Testing of fish and water undertaken by Fish, Wildlife and Parks every four years in the Koocanusa Reservoir showed an increase in levels of selenium in fish tissue between 2008 and 2013, Dunnigan said, adding that the next round of tests will take place this fall.
According to Teck’s Aug. 24 statement, the company’s measurements show no cause for concern.
“Monitoring indicates selenium and other constituents are not at levels that are affecting populations of fish and other sensitive aquatic life,” the statements says. Further, “selenium levels within Koocanusa Reservoir remain below the provincial aquatic health guideline level and at the Canada/U.S. border are below the British Columbia Water Quality Guideline of 2 ug/L (micrograms per litre).”

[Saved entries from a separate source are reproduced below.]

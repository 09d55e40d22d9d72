//! gridfan-hardware
//!
//! Hardware abstraction crate for the NZXT Grid+ v2 fan controller. Contains
//! the frame codec, the low-level serial transport, and the stateful protocol
//! driver. This crate is the single point of contact between client code and
//! the physical device.
//
//! Public API:
//! - `fan_controller::GridFanController` — stateful protocol driver
//! - `serial_driver::SerialDriver` — low-level serial transport
//! - `protocol::{Command, Response}` — wire-level frame codec

pub mod fan_controller;
pub mod protocol;
pub mod serial_driver;

pub use fan_controller::{DriverState, GridFanController};
pub use protocol::{Command, Response};
pub use serial_driver::{FrameTransport, SerialDriver};
//! Board definitions for supported fan controllers
//!
//! The `BoardConfig` trait captures a controller's fixed characteristics as
//! associated constants, resolved at compile time. The Grid+ v2 is the only
//! board currently supported; its firmware parameters (baud rate, channel
//! count, speed domain) are fixed and not user-configurable.

/// Hardware board configuration trait
///
/// # Example
///
/// ```
/// use gridfan_core::board::{BoardConfig, GridPlusV2};
///
/// const CHANNELS: u8 = GridPlusV2::FAN_COUNT;
/// const NAME: &str = GridPlusV2::NAME;
/// ```
pub trait BoardConfig: Send + Sync + 'static {
    /// Human-readable board name
    const NAME: &'static str;

    /// Number of fan channels, addressed 1-based (`1..=FAN_COUNT`)
    const FAN_COUNT: u8;

    /// Serial communication baud rate
    const BAUD_RATE: u32;

    /// Read timeout in milliseconds
    const READ_TIMEOUT_MS: u64;

    /// Write timeout in milliseconds
    const WRITE_TIMEOUT_MS: u64;

    /// Lowest speed the controller accepts, in percent
    const MIN_SPEED_PERCENT: u8;

    /// Highest speed the controller accepts, in percent
    const MAX_SPEED_PERCENT: u8;

    /// Speed granularity in percent (one half-volt step)
    const SPEED_STEP: u8;

    /// Well-known udev symlink name for the device
    const DEVICE_NAME: &'static str;
}

/// NZXT Grid+ v2 board configuration
///
/// - 6 fan channels, addressed 1-6
/// - 4800 baud serial communication
/// - Voltage-controlled: 4.0-12.0 V in 0.5 V steps, which maps to
///   20-100% in 5% steps
#[derive(Debug)]
pub struct GridPlusV2;

impl BoardConfig for GridPlusV2 {
    const NAME: &'static str = "NZXT Grid+ v2";
    const FAN_COUNT: u8 = 6;
    const BAUD_RATE: u32 = 4800;
    const READ_TIMEOUT_MS: u64 = 2000;
    const WRITE_TIMEOUT_MS: u64 = 4000;
    const MIN_SPEED_PERCENT: u8 = 20;
    const MAX_SPEED_PERCENT: u8 = 100;
    const SPEED_STEP: u8 = 5;
    const DEVICE_NAME: &'static str = "GridPlus0";
}

/// Default board used when no type parameter is given
pub type DefaultBoard = GridPlusV2;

Working towards cross-border standards for what constitutes too-high levels of selenium and other pollutants has been ongoing, said Dunnigan.

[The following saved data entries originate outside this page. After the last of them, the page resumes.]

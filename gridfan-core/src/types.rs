//! Core data types for the gridfan driver

use serde::{Deserialize, Serialize};

/// Point-in-time telemetry for one fan channel
///
/// Derived from two consecutive reads, recomputed on every poll and never
/// cached by the driver.
#[derive(Debug, Clone, Copy, PartialEq, Eq, Serialize, Deserialize)]
pub struct FanTelemetry {
    /// Tachometer reading in revolutions per minute
    pub rpm: u32,
    /// Power draw in tenths of a watt
    pub wattage_deciwatts: u32,
}

impl FanTelemetry {
    /// Whether a fan appears to be connected on this channel
    ///
    /// A channel with both readings at exactly zero is treated as empty; any
    /// nonzero reading on either means something is drawing power or spinning.
    pub fn is_connected(&self) -> bool {
        self.rpm != 0 || self.wattage_deciwatts != 0
    }
}

#[cfg(test)]
mod tests {
    use super::*;

    #[test]
    fn test_connected_truth_table() {
        let cases = [
            (0, 0, false),
            (1200, 0, true),
            (0, 25, true),
            (1200, 25, true),
        ];
        for (rpm, wattage_deciwatts, expected) in cases {
            let t = FanTelemetry {
                rpm,
                wattage_deciwatts,
            };
            assert_eq!(
                t.is_connected(),
                expected,
                "rpm={} wattage={}",
                rpm,
                wattage_deciwatts
            );
        }
    }

    #[test]
    fn test_telemetry_serialization() {
        let t = FanTelemetry {
            rpm: 1450,
            wattage_deciwatts: 32,
        };
        let serialized = toml::to_string(&t).unwrap();
        assert!(serialized.contains("rpm = 1450"));

        let parsed: FanTelemetry = toml::from_str(&serialized).unwrap();
        assert_eq!(parsed, t);
    }
}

Cuffe said the Libby Dam could be a factor in rising levels of selenium.
“It’s held up there, and settles to the bottom, which may be why we’re seeing rising selenium mostly in bottom feeding fish,” he said. “If not for the dam, this problem may well be swept downstream.”
Linehan said he has not seen any abnormalities in fish caught in the Kootenai River, downstream of the dam, which he fishes almost daily throughout his busy season in summer and fall.
Noting that many Montanans have expressed concern about the situation, Dunnigan said that a local organization he is involved with, The Kootenai River Network, will hold two public meetings on the topic in October.
“We held similar public meetings in 2013,” Dunnigan said. “We had then, and expect to have in October, representatives from Fish, Wildlife and Parks, Montana Department of Environmental Quality, the British Columbia Ministry, Teck Mining, the Environmental Protection Agency and the Kootenai-Salish tribe.”
The meetings will likely be held Oct. 16 in Eureka and Oct. 17 in Kalispell, Dunnigan said. He is working with the Montana Department of Environmental Quality on discussion questions.
“We really want to provide the public with the best available information,” Dunnigan said.